Check Windows 10 out for yourself. You'll find that the biggest change is to the interface. And you'll never guess what it is.

It's the return of the Start Menu! Users have been asking for this ever since it disappeared in Windows 8. Microsoft seemed to coyly promise the return of the Start Menu in Windows 8.1, but for some reason that didn't happen. I guess this reversion to something that long had been standard in Windows had to wait for the so-revolutionary-it-had-to-skip-a-version-number Windows 10.

So you've got your Start Menu back, and what else Honestly, other than that, I haven't see a lot new in the first two Windows 10 betas. The best "new" feature is virtual desktops. This is a renovated feature that enables you to use Virtual Desktop manager to work with four different virtual desktops.
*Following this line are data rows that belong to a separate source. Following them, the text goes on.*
//! The screen state for the main gameplay.

use bevy::{input::common_conditions::input_just_pressed, prelude::*};

use crate::{Pause, game::level::spawn_level, screens::Screen};

pub(super) fn plugin(app: &mut App) {
    app.add_systems(OnEnter(Screen::Gameplay), spawn_level);

    app.add_systems(
        Update,
        toggle_pause.run_if(in_state(Screen::Gameplay).and(input_just_pressed(KeyCode::Escape))),
    );
    app.add_systems(OnExit(Screen::Gameplay), unpause);

    // Freeze virtual time with the game so dash cooldowns don't run out while paused.
    app.add_systems(OnEnter(Pause(true)), (pause_time, spawn_pause_overlay));
    app.add_systems(OnExit(Pause(true)), resume_time);
}

fn toggle_pause(pause: Res<State<Pause>>, mut next_pause: ResMut<NextState<Pause>>) {
    next_pause.set(Pause(!pause.0));
}

fn unpause(mut next_pause: ResMut<NextState<Pause>>) {
    next_pause.set(Pause(false));
}

fn pause_time(mut time: ResMut<Time<Virtual>>) {
    time.pause();
}

fn resume_time(mut time: ResMut<Time<Virtual>>) {
    time.unpause();
}

fn spawn_pause_overlay(mut commands: Commands) {
    commands.spawn((
        Name::new("Pause Overlay"),
        Node {
            width: Val::Percent(100.0),
            height: Val::Percent(100.0),
            justify_content: JustifyContent::Center,
            align_items: AlignItems::Center,
            ..default()
        },
        GlobalZIndex(1),
        BackgroundColor(Color::srgba(0.0, 0.0, 0.0, 0.4)),
        DespawnOnExit(Pause(true)),
        children![(
            Text::new("Paused"),
            TextFont::from_font_size(48.0),
            TextColor(Color::WHITE),
        )],
    ));
}

#[cfg(test)]
mod tests {
    use std::time::Duration;

    use bevy::{
        math::curve::EaseFunction, state::app::StatesPlugin, time::TimeUpdateStrategy,
    };

    use super::*;
    use crate::{
        AppSystems, PausableSystems, configure_app_systems,
        game::tween::{Tween, TweenAxis, TweenCompleted, TweenPurpose, advance_tweens},
    };

    fn app_with_a_tween() -> (App, Entity) {
        let mut app = App::new();
        app.add_plugins((MinimalPlugins, StatesPlugin));
        app.insert_resource(TimeUpdateStrategy::ManualDuration(Duration::from_millis(
            100,
        )));
        app.init_resource::<ButtonInput<KeyCode>>();
        configure_app_systems(&mut app);
        app.add_plugins(plugin);

        app.add_message::<TweenCompleted>();
        app.add_systems(
            Update,
            advance_tweens
                .in_set(AppSystems::Tweens)
                .in_set(PausableSystems),
        );
        let target = app.world_mut().spawn(Transform::default()).id();
        app.world_mut().spawn(Tween::new(
            target,
            TweenAxis::X,
            0.0,
            100.0,
            Duration::from_secs(10),
            EaseFunction::Linear,
            TweenPurpose::Knockback,
        ));
        (app, target)
    }

    fn x_of(app: &App, target: Entity) -> f32 {
        app.world().get::<Transform>(target).unwrap().translation.x
    }

    fn set_pause(app: &mut App, paused: bool) {
        app.world_mut()
            .resource_mut::<NextState<Pause>>()
            .set(Pause(paused));
    }

    #[test]
    fn pause_freezes_virtual_time_and_tweens() {
        let (mut app, target) = app_with_a_tween();
        for _ in 0..3 {
            app.update();
        }
        let before = x_of(&app, target);
        assert!(before > 0.0);

        set_pause(&mut app, true);
        app.update();
        assert!(app.world().resource::<Time<Virtual>>().is_paused());
        app.update();
        assert_eq!(x_of(&app, target), before);

        set_pause(&mut app, false);
        app.update();
        assert!(!app.world().resource::<Time<Virtual>>().is_paused());
        app.update();
        assert!(x_of(&app, target) > before);
    }
}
So, for example, you could keep work apps on one desktop, your social networks on another, and the games you really, really don't want your boss seeing you playing on yet another.

I think virtual desktops are very useful, but then that's because I've been using them for quite a long time. Apple introduced Spaces on Macs with Mac OS Leopard back in 2007, and Linux has had virtual desktops ever since KDE 1.0, rolled out in 1998. Come to think of it, I seem to recall virtual desktops on OS/2 Warp, circa 1996, and on the Amiga 1000 in, believe or not, 1985.

Way to innovate Microsoft! Woo-hoo!

Of course, Microsoft claims that Windows 10 is better in many other ways. For example, Microsoft says that Windows 10 has the best security ever. And that would be reassuring, I suppose, if Microsoft didn't make that claim with every new release, only to have every new major security flaw still affect all versions of Windows. Weird, huh

Here's the bottom line. Windows 8.2, er, 10, really is better than Windows 8.1. Even in this beta state, where things can, and will, go wrong, I find it to be much more pleasant to use. It's also surprisingly fast for a beta.

I wouldn't use it for production -- no one should; it's a beta -- but I can see true-blue Windows fans who've had their faith shaken by Windows 8.x returning to the church of the holy trinity of Gates, Ballmer and Nadella when Windows 10 is released in 2015.

Me I'm sticking with my trio of favorite desktop operating systems: Linux Mint, Ubuntu and Chrome OS.

Windows 10 is a cleaned-up version of Windows 8. It looks like it will be a worthy successor to Windows 7, but that's what Microsoft needed to release in 2012. It is neither a new nor groundbreaking operating system, but it is the replacement Microsoft needed to come up with.